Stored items
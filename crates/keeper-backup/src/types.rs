use chrono::{DateTime, Utc};
use serde::Serialize;
use std::path::PathBuf;
use thiserror::Error;

#[derive(Debug, Clone, Copy, PartialEq, Eq, Serialize)]
#[serde(rename_all = "snake_case")]
pub enum BackupKind {
    /// Verbatim copy of the state JSON document.
    StateSnapshot,
    /// Gzipped tar of the log directory.
    LogBundle,
}

impl std::fmt::Display for BackupKind {
    fn fmt(&self, f: &mut std::fmt::Formatter<'_>) -> std::fmt::Result {
        match self {
            BackupKind::StateSnapshot => write!(f, "state snapshot"),
            BackupKind::LogBundle => write!(f, "log bundle"),
        }
    }
}

#[derive(Debug, Clone, PartialEq, Eq, Serialize)]
pub struct Backup {
    pub kind: BackupKind,
    pub timestamp: DateTime<Utc>,
    pub path: PathBuf,
}

#[derive(Error, Debug, Clone, PartialEq, Eq, Serialize)]
#[error("{kind} backup failed at {}: {reason}", .path.display())]
pub struct BackupError {
    pub kind: BackupKind,
    pub path: PathBuf,
    pub reason: String,
}

impl BackupError {
    pub fn new(kind: BackupKind, path: impl Into<PathBuf>, reason: impl std::fmt::Display) -> Self {
        Self {
            kind,
            path: path.into(),
            reason: reason.to_string(),
        }
    }
}

/// Everything one backup pass did.
#[derive(Debug, Clone, Default, Serialize)]
pub struct BackupReport {
    pub created: Vec<Backup>,
    /// Sources that did not exist, so nothing was backed up for them.
    pub skipped: Vec<PathBuf>,
    pub evicted: Vec<PathBuf>,
    pub errors: Vec<BackupError>,
}

impl BackupReport {
    pub fn is_clean(&self) -> bool {
        self.errors.is_empty()
    }
}

impl std::fmt::Display for BackupReport {
    fn fmt(&self, f: &mut std::fmt::Formatter<'_>) -> std::fmt::Result {
        write!(
            f,
            "created {}, skipped {}, evicted {}, errors {}",
            self.created.len(),
            self.skipped.len(),
            self.evicted.len(),
            self.errors.len()
        )
    }
}
//! # Keeper Process
//!
//! Low-level process operations used by the supervisor:
//! - Liveness checks ([`LivenessChecker`], [`OsLiveness`])
//! - Graceful and forced termination
//! - Spawning the service with redirected output
//! - Memory/uptime sampling

pub mod check;
pub mod execute;
pub mod output;
pub mod terminate;
pub mod usage;

// Re-export main types
pub use check::*;
pub use execute::*;
pub use output::*;
pub use terminate::*;
pub use usage::*;
// E2E test framework for keeper
//
// Each scenario gets a private install directory and a free port, writes a
// YAML config pointing at the `fakesvc` binary, and drives the real
// `Supervisor` against it.

pub mod keeper_cli;

pub use keeper_cli::{CliOutput, KeeperCli};

use keeper_process::{force_kill, LivenessChecker, OsLiveness};
use keeper_supervisor::{KeeperConfig, ResolvedPaths, Supervisor};
use std::future::Future;
use std::path::{Path, PathBuf};
use std::time::{Duration, Instant};
use tempfile::TempDir;

/// Health path `fakesvc` is started with.
pub const HEALTH_PATH: &str = "/api/health";

/// Options for a scenario's config
#[derive(Debug, Clone)]
pub struct TestConfigOptions {
    /// Extra `fakesvc` arguments, e.g. `--ignore-sigterm`.
    pub fakesvc_args: Vec<String>,
    pub start_grace_ms: u64,
    pub stop_retries: u32,
    pub stop_backoff_ms: u64,
    pub force_kill_timeout_ms: u64,
    pub probe_attempts: u32,
    pub probe_delay_ms: u64,
}

impl Default for TestConfigOptions {
    fn default() -> Self {
        Self {
            fakesvc_args: Vec::new(),
            start_grace_ms: 800,
            stop_retries: 20,
            stop_backoff_ms: 100,
            force_kill_timeout_ms: 2000,
            probe_attempts: 3,
            probe_delay_ms: 200,
        }
    }
}

/// One scenario's install directory, port and config.
///
/// Dropping it kills whatever the PID file still names.
pub struct TestEnv {
    dir: TempDir,
    port: u16,
    config: KeeperConfig,
}

impl TestEnv {
    pub fn new(fakesvc: &Path, options: TestConfigOptions) -> Self {
        let dir = tempfile::Builder::new()
            .prefix("keeper-e2e-")
            .tempdir()
            .expect("Failed to create test directory");
        let port = free_port();

        let yaml = render_config(dir.path(), fakesvc, port, &options);
        std::fs::write(dir.path().join("keeper.yaml"), &yaml).expect("Failed to write config");
        let config = KeeperConfig::load_from_string(&yaml)
            .unwrap_or_else(|e| panic!("Invalid test config: {:#}\n{}", e, yaml));

        Self { dir, port, config }
    }

    pub fn install_dir(&self) -> &Path {
        self.dir.path()
    }

    pub fn port(&self) -> u16 {
        self.port
    }

    pub fn config(&self) -> &KeeperConfig {
        &self.config
    }

    pub fn config_path(&self) -> PathBuf {
        self.dir.path().join("keeper.yaml")
    }

    pub fn paths(&self) -> ResolvedPaths {
        self.config.resolved_paths()
    }

    /// A fresh supervisor over this env's config.
    pub fn supervisor(&self) -> Supervisor {
        Supervisor::new(self.config.supervisor_settings())
    }

    /// The `keeper` binary pointed at this env's config file.
    pub fn cli(&self) -> KeeperCli {
        KeeperCli::new(self.config_path(), self.install_dir().to_path_buf())
    }

    /// PID currently recorded in the PID file, if any.
    pub fn recorded_pid(&self) -> Option<u32> {
        std::fs::read_to_string(self.paths().pid_file)
            .ok()
            .and_then(|content| content.trim().parse().ok())
    }
}

impl Drop for TestEnv {
    fn drop(&mut self) {
        if let Some(pid) = self.recorded_pid() {
            if OsLiveness.is_alive(pid).unwrap_or(false) {
                println!("Cleaning up leftover service process {}", pid);
                let _ = force_kill(pid);
            }
        }
    }
}

fn render_config(dir: &Path, fakesvc: &Path, port: u16, options: &TestConfigOptions) -> String {
    let mut args = vec![
        "--host".to_string(),
        "{host}".to_string(),
        "--port".to_string(),
        "{port}".to_string(),
        "--health-path".to_string(),
        HEALTH_PATH.to_string(),
    ];
    args.extend(options.fakesvc_args.iter().cloned());
    let args = args
        .iter()
        .map(|a| format!("    - {:?}\n", a))
        .collect::<String>();

    format!(
        r#"install_dir: {dir:?}
service:
  executable: {exe:?}
  args:
{args}  host: 127.0.0.1
  port: {port}
  health_path: {health}
timing:
  start_grace: {grace}ms
  stop_retries: {retries}
  stop_backoff: {backoff}ms
  force_kill_timeout: {force}ms
  restart_settle: 200ms
probe:
  attempts: {attempts}
  delay: {delay}ms
  timeout: 1s
"#,
        dir = dir.display().to_string(),
        exe = fakesvc.display().to_string(),
        args = args,
        port = port,
        health = HEALTH_PATH,
        grace = options.start_grace_ms,
        retries = options.stop_retries,
        backoff = options.stop_backoff_ms,
        force = options.force_kill_timeout_ms,
        attempts = options.probe_attempts,
        delay = options.probe_delay_ms,
    )
}

/// Ask the OS for a port nobody is listening on.
pub fn free_port() -> u16 {
    let listener =
        std::net::TcpListener::bind("127.0.0.1:0").expect("Failed to bind an ephemeral port");
    listener
        .local_addr()
        .expect("Failed to read local address")
        .port()
}

/// Route supervisor logs to the test output.
pub fn init_tracing() {
    let _ = tracing_subscriber::fmt()
        .with_env_filter(
            tracing_subscriber::EnvFilter::try_from_default_env()
                .unwrap_or_else(|_| tracing_subscriber::EnvFilter::new("info")),
        )
        .with_test_writer()
        .try_init();
}

/// Run a scenario with the usual banners, panicking on failure.
pub async fn run_scenario<F, Fut>(name: &str, scenario: F)
where
    F: FnOnce() -> Fut,
    Fut: Future<Output = Result<(), String>>,
{
    init_tracing();

    println!("\n========================================");
    println!("TEST: {}", name);
    println!("========================================\n");

    match scenario().await {
        Ok(()) => {
            println!("\n========================================");
            println!("✓ TEST PASSED: {}", name);
            println!("========================================\n");
        }
        Err(e) => {
            println!("\n========================================");
            println!("✗ TEST FAILED: {}", name);
            println!("Error: {}", e);
            println!("========================================\n");
            panic!("Test failed: {}", e);
        }
    }
}

/// Poll `condition` until it holds or `timeout` passes.
pub async fn wait_until<F>(timeout: Duration, mut condition: F) -> bool
where
    F: FnMut() -> bool,
{
    let deadline = Instant::now() + timeout;
    loop {
        if condition() {
            return true;
        }
        if Instant::now() >= deadline {
            return false;
        }
        tokio::time::sleep(Duration::from_millis(50)).await;
    }
}
//! Scenario: two supervisors race to start the same service.

use e2e_tests::assertions::*;
use e2e_tests::{run_scenario, TestConfigOptions, TestEnv};
use keeper_common::SupervisorError;
use std::path::Path;

#[tokio::test(flavor = "multi_thread", worker_threads = 2)]
async fn test_concurrent_start_spawns_once() {
    run_scenario("Concurrent Start", || async {
        let env = TestEnv::new(
            Path::new(env!("CARGO_BIN_EXE_fakesvc")),
            TestConfigOptions::default(),
        );
        let first = env.supervisor();
        let second = env.supervisor();

        println!("Step 1: Starting from two supervisors at once...");
        let (a, b) = tokio::join!(first.start(), second.start());

        let (winner, loser) = match (a, b) {
            (Ok(handle), Err(e)) | (Err(e), Ok(handle)) => (handle, e),
            (Ok(x), Ok(y)) => {
                return Err(format!("both starts succeeded (PIDs {} and {})", x.pid, y.pid))
            }
            (Err(x), Err(y)) => return Err(format!("both starts failed: {} / {}", x, y)),
        };
        match loser {
            SupervisorError::AlreadyRunning { pid } if pid == winner.pid => {}
            other => return Err(format!("loser should see AlreadyRunning, got {:?}", other)),
        }
        assert_pid_recorded(&env, winner.pid)?;
        assert_process_alive(winner.pid)?;
        println!("✓ Exactly one process started (PID {})\n", winner.pid);

        first
            .stop()
            .await
            .map_err(|e| format!("stop failed: {}", e))?;
        assert_process_gone(winner.pid)?;
        Ok(())
    })
    .await;
}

#### EXERCISE:
Which lines of the data above contain "KeeperConfig"? Copy each one.

#### REPLY TO THE TASK:
use keeper_supervisor::{KeeperConfig, ResolvedPaths, Supervisor};
    config: KeeperConfig,
        let config = KeeperConfig::load_from_string(&yaml)
    pub fn config(&self) -> &KeeperConfig {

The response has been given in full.